__Try it__
Which lines in the records below hold the word "Green"? Copy each of them.

__The data__
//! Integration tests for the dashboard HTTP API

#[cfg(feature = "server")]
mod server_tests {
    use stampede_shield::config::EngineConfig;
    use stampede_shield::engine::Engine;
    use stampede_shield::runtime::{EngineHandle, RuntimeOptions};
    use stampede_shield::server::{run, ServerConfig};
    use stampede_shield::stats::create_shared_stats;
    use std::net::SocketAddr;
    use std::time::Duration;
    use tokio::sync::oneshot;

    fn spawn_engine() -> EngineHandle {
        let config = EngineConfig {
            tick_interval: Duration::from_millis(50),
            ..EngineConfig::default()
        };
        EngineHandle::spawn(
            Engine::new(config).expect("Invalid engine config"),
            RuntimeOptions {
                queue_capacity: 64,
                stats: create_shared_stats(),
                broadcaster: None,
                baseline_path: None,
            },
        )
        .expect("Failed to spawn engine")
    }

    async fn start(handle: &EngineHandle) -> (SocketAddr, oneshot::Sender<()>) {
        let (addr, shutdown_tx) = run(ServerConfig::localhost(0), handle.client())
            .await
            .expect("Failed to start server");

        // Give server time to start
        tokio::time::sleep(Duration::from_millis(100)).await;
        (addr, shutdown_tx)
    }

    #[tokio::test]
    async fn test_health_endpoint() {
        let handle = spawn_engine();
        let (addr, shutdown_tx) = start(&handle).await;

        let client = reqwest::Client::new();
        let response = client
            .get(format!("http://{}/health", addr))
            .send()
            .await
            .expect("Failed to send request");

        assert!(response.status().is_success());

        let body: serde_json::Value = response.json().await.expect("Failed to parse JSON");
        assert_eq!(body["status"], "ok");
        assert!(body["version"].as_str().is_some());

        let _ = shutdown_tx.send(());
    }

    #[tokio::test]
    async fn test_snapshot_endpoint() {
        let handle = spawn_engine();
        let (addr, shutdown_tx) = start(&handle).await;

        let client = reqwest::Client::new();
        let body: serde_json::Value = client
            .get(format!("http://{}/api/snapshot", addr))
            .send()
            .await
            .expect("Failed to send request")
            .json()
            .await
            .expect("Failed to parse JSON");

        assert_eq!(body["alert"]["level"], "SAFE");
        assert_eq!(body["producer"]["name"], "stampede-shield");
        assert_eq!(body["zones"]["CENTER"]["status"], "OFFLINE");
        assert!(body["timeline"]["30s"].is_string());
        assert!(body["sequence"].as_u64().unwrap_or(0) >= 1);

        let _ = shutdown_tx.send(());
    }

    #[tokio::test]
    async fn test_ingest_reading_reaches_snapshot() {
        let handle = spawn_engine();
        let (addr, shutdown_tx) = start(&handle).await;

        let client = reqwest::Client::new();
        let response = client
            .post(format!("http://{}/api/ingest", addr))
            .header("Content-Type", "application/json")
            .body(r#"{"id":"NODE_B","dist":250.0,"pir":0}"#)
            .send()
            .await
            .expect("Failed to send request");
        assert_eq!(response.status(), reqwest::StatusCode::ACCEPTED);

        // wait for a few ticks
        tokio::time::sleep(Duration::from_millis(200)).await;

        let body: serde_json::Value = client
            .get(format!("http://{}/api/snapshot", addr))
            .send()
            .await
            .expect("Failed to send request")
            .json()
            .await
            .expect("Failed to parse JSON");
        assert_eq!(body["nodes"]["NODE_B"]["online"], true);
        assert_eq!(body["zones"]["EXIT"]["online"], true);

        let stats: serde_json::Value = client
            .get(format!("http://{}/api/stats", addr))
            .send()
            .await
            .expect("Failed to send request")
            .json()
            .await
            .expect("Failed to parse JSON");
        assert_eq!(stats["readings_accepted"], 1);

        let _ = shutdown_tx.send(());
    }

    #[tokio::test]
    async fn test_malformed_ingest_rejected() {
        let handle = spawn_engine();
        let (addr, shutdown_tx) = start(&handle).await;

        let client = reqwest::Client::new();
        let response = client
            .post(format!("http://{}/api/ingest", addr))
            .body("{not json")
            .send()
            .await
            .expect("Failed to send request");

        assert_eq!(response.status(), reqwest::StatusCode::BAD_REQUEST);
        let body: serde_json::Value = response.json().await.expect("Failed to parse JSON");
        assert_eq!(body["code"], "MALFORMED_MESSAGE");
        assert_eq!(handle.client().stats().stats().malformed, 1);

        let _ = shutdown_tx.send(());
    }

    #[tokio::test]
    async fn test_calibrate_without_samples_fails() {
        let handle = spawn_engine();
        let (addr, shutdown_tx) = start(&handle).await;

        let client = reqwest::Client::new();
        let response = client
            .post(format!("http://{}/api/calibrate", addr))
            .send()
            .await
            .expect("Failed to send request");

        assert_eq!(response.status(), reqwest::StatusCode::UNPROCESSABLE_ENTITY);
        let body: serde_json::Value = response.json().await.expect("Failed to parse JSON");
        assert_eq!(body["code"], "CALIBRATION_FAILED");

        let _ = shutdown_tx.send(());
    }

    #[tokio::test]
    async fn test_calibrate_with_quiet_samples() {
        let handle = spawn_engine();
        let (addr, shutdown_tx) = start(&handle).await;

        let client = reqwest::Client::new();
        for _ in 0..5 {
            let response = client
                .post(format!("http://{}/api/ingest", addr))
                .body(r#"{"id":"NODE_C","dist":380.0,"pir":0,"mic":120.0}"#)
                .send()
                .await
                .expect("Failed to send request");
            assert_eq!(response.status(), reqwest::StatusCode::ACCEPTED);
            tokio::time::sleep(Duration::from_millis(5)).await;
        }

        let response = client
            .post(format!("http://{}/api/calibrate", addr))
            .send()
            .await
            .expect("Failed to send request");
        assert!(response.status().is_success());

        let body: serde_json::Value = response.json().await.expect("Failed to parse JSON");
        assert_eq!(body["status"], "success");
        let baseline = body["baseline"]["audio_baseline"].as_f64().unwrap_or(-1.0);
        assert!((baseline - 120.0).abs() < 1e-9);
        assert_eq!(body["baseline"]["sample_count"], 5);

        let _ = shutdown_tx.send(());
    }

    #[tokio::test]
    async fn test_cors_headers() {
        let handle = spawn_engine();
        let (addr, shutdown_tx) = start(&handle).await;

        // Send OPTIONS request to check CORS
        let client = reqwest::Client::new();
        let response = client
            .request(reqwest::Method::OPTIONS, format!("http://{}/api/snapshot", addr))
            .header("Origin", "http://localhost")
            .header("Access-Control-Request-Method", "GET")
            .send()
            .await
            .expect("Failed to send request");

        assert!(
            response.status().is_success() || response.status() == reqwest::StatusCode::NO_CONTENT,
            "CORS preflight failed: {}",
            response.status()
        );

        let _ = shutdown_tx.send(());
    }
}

---

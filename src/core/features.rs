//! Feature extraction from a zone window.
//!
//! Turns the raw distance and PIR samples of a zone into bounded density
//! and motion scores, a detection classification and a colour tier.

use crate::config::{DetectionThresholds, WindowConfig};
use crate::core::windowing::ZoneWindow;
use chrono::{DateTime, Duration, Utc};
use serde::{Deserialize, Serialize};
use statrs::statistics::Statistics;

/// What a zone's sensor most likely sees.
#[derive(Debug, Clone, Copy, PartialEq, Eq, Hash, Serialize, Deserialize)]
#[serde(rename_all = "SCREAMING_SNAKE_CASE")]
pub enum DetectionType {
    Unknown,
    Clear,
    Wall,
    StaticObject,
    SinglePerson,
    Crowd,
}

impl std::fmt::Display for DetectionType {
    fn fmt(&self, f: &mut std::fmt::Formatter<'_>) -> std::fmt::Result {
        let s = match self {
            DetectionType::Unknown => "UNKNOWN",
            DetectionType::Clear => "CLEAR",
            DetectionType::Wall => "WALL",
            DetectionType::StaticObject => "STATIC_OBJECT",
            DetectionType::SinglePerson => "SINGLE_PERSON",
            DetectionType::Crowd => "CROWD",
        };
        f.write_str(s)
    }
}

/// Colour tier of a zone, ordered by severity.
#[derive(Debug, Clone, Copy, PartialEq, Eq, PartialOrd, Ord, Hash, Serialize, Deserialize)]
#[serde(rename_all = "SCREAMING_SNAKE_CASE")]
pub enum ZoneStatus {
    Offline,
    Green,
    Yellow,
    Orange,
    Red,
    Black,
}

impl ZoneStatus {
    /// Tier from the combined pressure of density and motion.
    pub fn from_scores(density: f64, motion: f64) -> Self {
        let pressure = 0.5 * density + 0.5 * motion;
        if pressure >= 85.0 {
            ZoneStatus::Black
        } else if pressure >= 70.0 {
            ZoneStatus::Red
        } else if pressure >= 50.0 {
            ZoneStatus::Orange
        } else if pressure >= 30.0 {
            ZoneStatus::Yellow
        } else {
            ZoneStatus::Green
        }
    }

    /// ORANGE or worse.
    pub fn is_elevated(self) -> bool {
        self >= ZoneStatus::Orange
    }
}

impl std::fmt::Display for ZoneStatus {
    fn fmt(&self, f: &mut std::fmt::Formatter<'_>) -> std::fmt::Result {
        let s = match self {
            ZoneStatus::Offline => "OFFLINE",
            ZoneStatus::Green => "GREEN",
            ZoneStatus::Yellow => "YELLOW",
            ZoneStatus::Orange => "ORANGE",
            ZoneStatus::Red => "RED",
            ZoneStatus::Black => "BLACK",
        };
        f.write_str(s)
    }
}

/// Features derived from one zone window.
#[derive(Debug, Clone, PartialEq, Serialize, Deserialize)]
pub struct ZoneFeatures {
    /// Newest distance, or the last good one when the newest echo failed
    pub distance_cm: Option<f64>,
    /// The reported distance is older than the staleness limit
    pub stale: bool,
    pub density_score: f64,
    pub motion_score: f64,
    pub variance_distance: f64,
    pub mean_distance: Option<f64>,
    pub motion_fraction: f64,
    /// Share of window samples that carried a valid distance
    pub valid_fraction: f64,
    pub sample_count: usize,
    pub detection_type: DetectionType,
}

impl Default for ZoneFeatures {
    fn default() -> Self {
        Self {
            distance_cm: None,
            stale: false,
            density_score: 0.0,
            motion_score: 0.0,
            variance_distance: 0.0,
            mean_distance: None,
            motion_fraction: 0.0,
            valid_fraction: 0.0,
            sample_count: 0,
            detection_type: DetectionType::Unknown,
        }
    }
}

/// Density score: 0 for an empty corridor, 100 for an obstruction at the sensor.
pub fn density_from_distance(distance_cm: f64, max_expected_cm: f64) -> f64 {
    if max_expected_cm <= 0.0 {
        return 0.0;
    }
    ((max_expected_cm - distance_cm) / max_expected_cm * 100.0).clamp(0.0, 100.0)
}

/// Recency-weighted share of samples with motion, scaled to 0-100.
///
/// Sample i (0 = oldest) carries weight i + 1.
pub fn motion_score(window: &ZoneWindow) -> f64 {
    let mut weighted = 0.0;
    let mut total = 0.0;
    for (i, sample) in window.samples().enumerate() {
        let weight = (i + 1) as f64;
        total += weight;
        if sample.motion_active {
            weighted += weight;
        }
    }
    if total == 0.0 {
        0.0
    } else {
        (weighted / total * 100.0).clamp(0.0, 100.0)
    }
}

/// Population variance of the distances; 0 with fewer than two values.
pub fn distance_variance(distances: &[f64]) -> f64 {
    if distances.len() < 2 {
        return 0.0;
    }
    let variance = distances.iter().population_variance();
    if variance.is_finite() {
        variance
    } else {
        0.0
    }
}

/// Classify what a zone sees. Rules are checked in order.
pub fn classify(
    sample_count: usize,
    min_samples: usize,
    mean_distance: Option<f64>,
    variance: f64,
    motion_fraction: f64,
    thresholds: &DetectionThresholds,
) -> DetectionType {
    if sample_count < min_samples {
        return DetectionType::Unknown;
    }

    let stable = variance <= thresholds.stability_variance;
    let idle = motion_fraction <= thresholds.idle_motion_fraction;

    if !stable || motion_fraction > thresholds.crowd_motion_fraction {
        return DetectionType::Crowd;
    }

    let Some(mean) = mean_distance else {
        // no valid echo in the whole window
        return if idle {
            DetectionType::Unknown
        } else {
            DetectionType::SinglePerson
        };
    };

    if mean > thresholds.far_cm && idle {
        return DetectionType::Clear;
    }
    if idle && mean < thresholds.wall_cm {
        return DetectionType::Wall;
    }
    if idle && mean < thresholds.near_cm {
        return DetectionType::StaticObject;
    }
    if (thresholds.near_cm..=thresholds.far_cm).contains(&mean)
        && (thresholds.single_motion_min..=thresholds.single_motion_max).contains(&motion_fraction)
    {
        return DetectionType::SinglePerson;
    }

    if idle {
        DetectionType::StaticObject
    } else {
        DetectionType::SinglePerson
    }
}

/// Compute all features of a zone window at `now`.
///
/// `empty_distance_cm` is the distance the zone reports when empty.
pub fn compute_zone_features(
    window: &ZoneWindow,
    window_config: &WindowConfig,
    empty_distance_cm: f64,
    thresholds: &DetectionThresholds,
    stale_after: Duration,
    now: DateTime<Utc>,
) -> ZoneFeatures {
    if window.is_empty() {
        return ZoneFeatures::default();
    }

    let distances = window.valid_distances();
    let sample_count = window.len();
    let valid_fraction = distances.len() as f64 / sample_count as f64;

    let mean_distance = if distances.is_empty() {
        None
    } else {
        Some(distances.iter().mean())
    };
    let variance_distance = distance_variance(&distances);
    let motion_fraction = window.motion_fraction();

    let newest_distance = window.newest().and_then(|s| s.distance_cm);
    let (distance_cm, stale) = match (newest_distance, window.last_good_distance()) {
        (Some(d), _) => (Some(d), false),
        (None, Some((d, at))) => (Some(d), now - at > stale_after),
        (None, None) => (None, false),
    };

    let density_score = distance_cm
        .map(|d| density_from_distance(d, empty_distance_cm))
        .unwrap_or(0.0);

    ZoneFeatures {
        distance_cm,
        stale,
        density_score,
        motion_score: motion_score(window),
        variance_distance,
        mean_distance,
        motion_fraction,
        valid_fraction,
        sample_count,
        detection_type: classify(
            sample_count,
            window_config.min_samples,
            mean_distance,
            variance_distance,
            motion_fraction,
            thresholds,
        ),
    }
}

__Answer for the task__
    Green,
            ZoneStatus::Green
            ZoneStatus::Green => "GREEN",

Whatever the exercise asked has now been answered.